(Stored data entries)
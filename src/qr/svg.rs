//! SVG emission for QR symbols.
//!
//! # Responsibilities
//! - Encode text into a module matrix (via the `qrcode` crate)
//! - Emit one `<rect>` per dark module, scaled to the requested size
//! - Order rects by the text-seeded permutation for animation
//!
//! # Design Decisions
//! - Pure function: no caching, no I/O
//! - Encoding failure returns an empty-but-valid SVG and logs a warning

use std::fmt::Write as _;

use qrcode::{Color, QrCode};

use crate::qr::shuffle::{seed_from_text, shuffle};

/// Render `text` as an animated-order SVG of `size` × `size` logical pixels.
///
/// Rects carry a `data-i` index in emission order so the presentation layer
/// can stagger their appearance. The order is deterministic per text.
pub fn render_svg(text: &str, size: u32) -> String {
    let code = match QrCode::new(text.as_bytes()) {
        Ok(code) => code,
        Err(e) => {
            tracing::warn!(error = %e, "QR encoding failed, emitting empty SVG");
            return empty_svg(size);
        }
    };

    let width = code.width();
    let module = size as f64 / width as f64;
    let colors = code.to_colors();

    let mut cells: Vec<(f64, f64)> = Vec::new();
    for row in 0..width {
        for col in 0..width {
            if colors[row * width + col] == Color::Dark {
                cells.push((col as f64 * module, row as f64 * module));
            }
        }
    }

    shuffle(&mut cells, seed_from_text(text));

    let mut svg = svg_open(size);
    for (i, (x, y)) in cells.iter().enumerate() {
        // Infallible: writing to a String cannot fail.
        let _ = write!(
            svg,
            r#"<rect x="{x}" y="{y}" width="{module}" height="{module}" data-i="{i}" fill="currentColor"/>"#
        );
    }
    svg.push_str("</svg>");
    svg
}

fn svg_open(size: u32) -> String {
    format!(
        r#"<svg xmlns="http://www.w3.org/2000/svg" viewBox="0 0 {size} {size}" width="{size}" height="{size}" style="overflow:visible">"#
    )
}

/// Valid markup with no drawable content, used when encoding fails.
pub fn empty_svg(size: u32) -> String {
    let mut svg = svg_open(size);
    svg.push_str("</svg>");
    svg
}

• How to complete this task:
Filter on the word "module": copy each matching line from the entries above.

• Answer for the task:
//! - Encode text into a module matrix (via the `qrcode` crate)
//! - Emit one `<rect>` per dark module, scaled to the requested size
    let module = size as f64 / width as f64;
                cells.push((col as f64 * module, row as f64 * module));
            r#"<rect x="{x}" y="{y}" width="{module}" height="{module}" data-i="{i}" fill="currentColor"/>"#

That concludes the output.